過去10年間、札幌・函館ダート1700メートル良馬場を対象に調べると、

  • 勝ち時計1分43秒9以内
  • 自身の上がり3ハロン36秒5以内

この2つを同時に記録した馬は、わずか7頭しか存在しない。

その顔ぶれを見ると、その価値はさらに明らかになる。

  • ペプチドナイル
  • タイムフライヤー
  • マルシュロレーヌ
  • メイショウカズサ
  • ウェスタールンド
  • リッカルド
  • オンザムービー

名だたるダート重賞戦線を沸かせた実力馬ばかりである。

そして驚くべきことに、7頭中6頭が重賞ウイナーとなっている。

つまり、この条件を満たした馬の多くは、その後に重賞級まで成長しているということになる。

オンザムービーは、その歴史に新たな名前を刻んだ。

偶然で片付けるには、あまりにも説得力のあるデータである。


まだ完成されていないという恐ろしさ

もちろん、課題がないわけではない。

最大の課題はスタートだ。

ダート転向後2戦とも出遅れている。

ゲートの改善は、今後必ず必要になるだろう。

しかし、見方を変えれば、それだけ大きな伸びしろが残されているということでもある。

もしスタートを五分に出られるようになればどうなるのか。

道中で脚を使う量は減り、直線ではさらに余力を残せる可能性が高い。

現状ですら圧勝している馬が、まだ完成途上。

その事実こそが、この馬の恐ろしさと言える。


ダート界の新たな主役となるのか

芝では勝ち切れなかった一頭。

しかし、ダートへ舞台を移した瞬間、その能力は一気に開花した。

競馬では環境が変わることで、一変する馬は珍しくない。

だが、ここまで劇的な変貌を遂げるケースは決して多くない。

しかも、2戦連続で出遅れという大きな不利を受けながら、その差を能力だけで覆している。

これは並の素質では説明できない内容である。

時計、ラップ、着差、レース内容。

そのすべてが、この馬の非凡な才能を物語っていた。

今後はさらにクラスが上がり、相手も強くなる。

それでも今回見せたパフォーマンスなら、重賞戦線でも十分に通用する可能性はあるだろう。
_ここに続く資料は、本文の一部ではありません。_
//! Boardvote server entry point.

use std::net::SocketAddr;
use std::sync::Arc;
use std::time::Duration;

use boardvote_api::{app, middleware::AppState};
use boardvote_common::Config;
use boardvote_core::{
    HttpRosterProvider, NoRosterProvider, RosterProvider, VoteLifecycleService, VoteQueryService,
    VoteRepositories,
};
use tokio::signal;
use tower_http::{
    cors::{Any, CorsLayer},
    trace::TraceLayer,
};
use tracing::info;
use tracing_subscriber::{EnvFilter, layer::SubscriberExt, util::SubscriberInitExt};

/// Waits for a shutdown signal (SIGINT or SIGTERM).
///
/// On Unix systems, this listens for both SIGINT (Ctrl+C) and SIGTERM.
/// On Windows, this only listens for Ctrl+C.
async fn shutdown_signal() {
    let ctrl_c = async {
        signal::ctrl_c()
            .await
            .expect("failed to install Ctrl+C handler");
    };

    #[cfg(unix)]
    let terminate = async {
        signal::unix::signal(signal::unix::SignalKind::terminate())
            .expect("failed to install signal handler")
            .recv()
            .await;
    };

    #[cfg(not(unix))]
    let terminate = std::future::pending::<()>();

    tokio::select! {
        () = ctrl_c => {
            info!("Received SIGINT, initiating graceful shutdown...");
        },
        () = terminate => {
            info!("Received SIGTERM, initiating graceful shutdown...");
        },
    }
}

/// Install the tracing subscriber; `json` switches to JSON log lines.
fn init_tracing(json: bool) {
    let filter = EnvFilter::try_from_default_env()
        .unwrap_or_else(|_| "boardvote=debug,tower_http=debug".into());
    let registry = tracing_subscriber::registry().with(filter);

    if json {
        registry.with(tracing_subscriber::fmt::layer().json()).init();
    } else {
        registry.with(tracing_subscriber::fmt::layer()).init();
    }
}

/// Pick the roster source: the board directory when configured, otherwise
/// votes must be opened with an inline roster.
fn roster_provider(config: &Config) -> Result<Arc<dyn RosterProvider>, Box<dyn std::error::Error>> {
    match config.roster.directory_url.as_deref() {
        Some(url) => {
            let timeout = Duration::from_secs(config.roster.timeout_secs);
            info!(directory_url = url, "Using roster directory");
            Ok(Arc::new(HttpRosterProvider::new(url, timeout)?))
        }
        None => {
            info!("No roster directory configured; votes need an inline roster to open");
            Ok(Arc::new(NoRosterProvider))
        }
    }
}

#[tokio::main]
async fn main() -> Result<(), Box<dyn std::error::Error>> {
    // Load configuration
    let config = Config::load()?;

    init_tracing(config.logging.json);
    info!("Starting boardvote server...");

    // Connect to database
    let db = boardvote_db::init(&config).await?;
    info!("Connected to database");

    // Run migrations
    info!("Running database migrations...");
    boardvote_db::migrate(&db).await?;
    info!("Migrations completed");

    // Services
    let repos = VoteRepositories::new(Arc::new(db));
    let state = AppState {
        lifecycle: VoteLifecycleService::new(
            repos.clone(),
            roster_provider(&config)?,
            config.voting.clone(),
        ),
        query: VoteQueryService::new(repos),
    };

    let app = app(state)
        .layer(TraceLayer::new_for_http())
        .layer(
            CorsLayer::new()
                .allow_origin(Any)
                .allow_methods(Any)
                .allow_headers(Any),
        );

    // Start server with graceful shutdown
    let ip: std::net::IpAddr = config.server.host.parse()?;
    let addr = SocketAddr::from((ip, config.server.port));
    info!(%addr, url = %config.server.url, "Listening");

    let listener = tokio::net::TcpListener::bind(addr).await?;
    axum::serve(listener, app)
        .with_graceful_shutdown(shutdown_signal())
        .await?;

    info!("Server shutdown complete");
    Ok(())
}
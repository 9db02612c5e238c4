//! Database layer for boardvote.

pub mod entities;
pub mod migrations;
pub mod repositories;
pub mod test_utils;

use boardvote_common::{AppError, Config};
use sea_orm::{ConnectOptions, Database, DatabaseConnection};
use std::time::Duration;
use tracing::log::LevelFilter;

/// Initialize database connection.
pub async fn init(config: &Config) -> Result<DatabaseConnection, AppError> {
    let mut opt = ConnectOptions::new(&config.database.url);

    opt.max_connections(config.database.max_connections)
        .min_connections(config.database.min_connections)
        .connect_timeout(Duration::from_secs(10))
        .acquire_timeout(Duration::from_secs(10))
        .idle_timeout(Duration::from_secs(600))
        .max_lifetime(Duration::from_secs(1800))
        .sqlx_logging(true)
        .sqlx_logging_level(LevelFilter::Debug);

    Database::connect(opt)
        .await
        .map_err(|e| AppError::Database(e.to_string()))
}

/// Run pending migrations.
pub async fn migrate(db: &DatabaseConnection) -> Result<(), AppError> {
    use sea_orm_migration::MigratorTrait;
    migrations::Migrator::up(db, None)
        .await
        .map_err(|e| AppError::Database(e.to_string()))
}
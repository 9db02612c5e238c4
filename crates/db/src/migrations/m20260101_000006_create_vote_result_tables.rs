//! Create `vote_result` and `vote_results_summary` tables (tally cache).

use sea_orm_migration::prelude::*;

#[derive(DeriveMigrationName)]
pub struct Migration;

#[async_trait::async_trait]
impl MigrationTrait for Migration {
    async fn up(&self, manager: &SchemaManager) -> Result<(), DbErr> {
        manager
            .create_table(
                Table::create()
                    .table(VoteResult::Table)
                    .if_not_exists()
                    .col(ColumnDef::new(VoteResult::VoteId).string_len(32).not_null())
                    .col(
                        ColumnDef::new(VoteResult::OptionId)
                            .string_len(32)
                            .not_null(),
                    )
                    .col(
                        ColumnDef::new(VoteResult::TotalWeight)
                            .double()
                            .not_null()
                            .default(0.0),
                    )
                    .col(
                        ColumnDef::new(VoteResult::VoteCount)
                            .integer()
                            .not_null()
                            .default(0),
                    )
                    .col(
                        ColumnDef::new(VoteResult::Percentage)
                            .double()
                            .not_null()
                            .default(0.0),
                    )
                    .col(
                        ColumnDef::new(VoteResult::IsWinner)
                            .boolean()
                            .not_null()
                            .default(false),
                    )
                    .col(
                        ColumnDef::new(VoteResult::ComputedAt)
                            .timestamp_with_time_zone()
                            .not_null(),
                    )
                    .primary_key(
                        Index::create()
                            .col(VoteResult::VoteId)
                            .col(VoteResult::OptionId),
                    )
                    .foreign_key(
                        ForeignKey::create()
                            .name("fk_vote_result_vote")
                            .from(VoteResult::Table, VoteResult::VoteId)
                            .to(Vote::Table, Vote::Id)
                            .on_delete(ForeignKeyAction::Cascade),
                    )
                    .to_owned(),
            )
            .await?;

        manager
            .create_table(
                Table::create()
                    .table(VoteResultsSummary::Table)
                    .if_not_exists()
                    .col(
                        ColumnDef::new(VoteResultsSummary::VoteId)
                            .string_len(32)
                            .not_null()
                            .primary_key(),
                    )
                    .col(
                        ColumnDef::new(VoteResultsSummary::TotalEligible)
                            .integer()
                            .not_null(),
                    )
                    .col(
                        ColumnDef::new(VoteResultsSummary::TotalVoted)
                            .integer()
                            .not_null(),
                    )
                    .col(
                        ColumnDef::new(VoteResultsSummary::TotalWeight)
                            .double()
                            .not_null(),
                    )
                    .col(
                        ColumnDef::new(VoteResultsSummary::QuorumRequired)
                            .integer()
                            .not_null(),
                    )
                    .col(
                        ColumnDef::new(VoteResultsSummary::QuorumMet)
                            .boolean()
                            .not_null(),
                    )
                    .col(
                        ColumnDef::new(VoteResultsSummary::ThresholdPercentage)
                            .double()
                            .not_null(),
                    )
                    .col(
                        ColumnDef::new(VoteResultsSummary::Outcome)
                            .string_len(16)
                            .not_null(),
                    )
                    .col(
                        ColumnDef::new(VoteResultsSummary::ComputedAt)
                            .timestamp_with_time_zone()
                            .not_null(),
                    )
                    .foreign_key(
                        ForeignKey::create()
                            .name("fk_vote_results_summary_vote")
                            .from(VoteResultsSummary::Table, VoteResultsSummary::VoteId)
                            .to(Vote::Table, Vote::Id)
                            .on_delete(ForeignKeyAction::Cascade),
                    )
                    .to_owned(),
            )
            .await?;

        Ok(())
    }

    async fn down(&self, manager: &SchemaManager) -> Result<(), DbErr> {
        manager
            .drop_table(Table::drop().table(VoteResultsSummary::Table).to_owned())
            .await?;
        manager
            .drop_table(Table::drop().table(VoteResult::Table).to_owned())
            .await
    }
}

#[derive(Iden)]
enum VoteResult {
    Table,
    VoteId,
    OptionId,
    TotalWeight,
    VoteCount,
    Percentage,
    IsWinner,
    ComputedAt,
}

#[derive(Iden)]
enum VoteResultsSummary {
    Table,
    VoteId,
    TotalEligible,
    TotalVoted,
    TotalWeight,
    QuorumRequired,
    QuorumMet,
    ThresholdPercentage,
    Outcome,
    ComputedAt,
}

#[derive(Iden)]
enum Vote {
    Table,
    Id,
}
視線の先にあるのは、ダート三冠最終戦・ジャパンダートクラシック。

もちろん、そこへ辿り着くまでには数々の試練が待っている。

しかし、札幌で見せた走りは、その大舞台を夢見るに値する内容だった。

芝では埋もれていた一頭が、ダートで才能を解き放った。

オンザムービーは、本物なのか。

その答えは、次の一戦がさらに教えてくれるはずだ。

今、この馬から目を離してはいけない。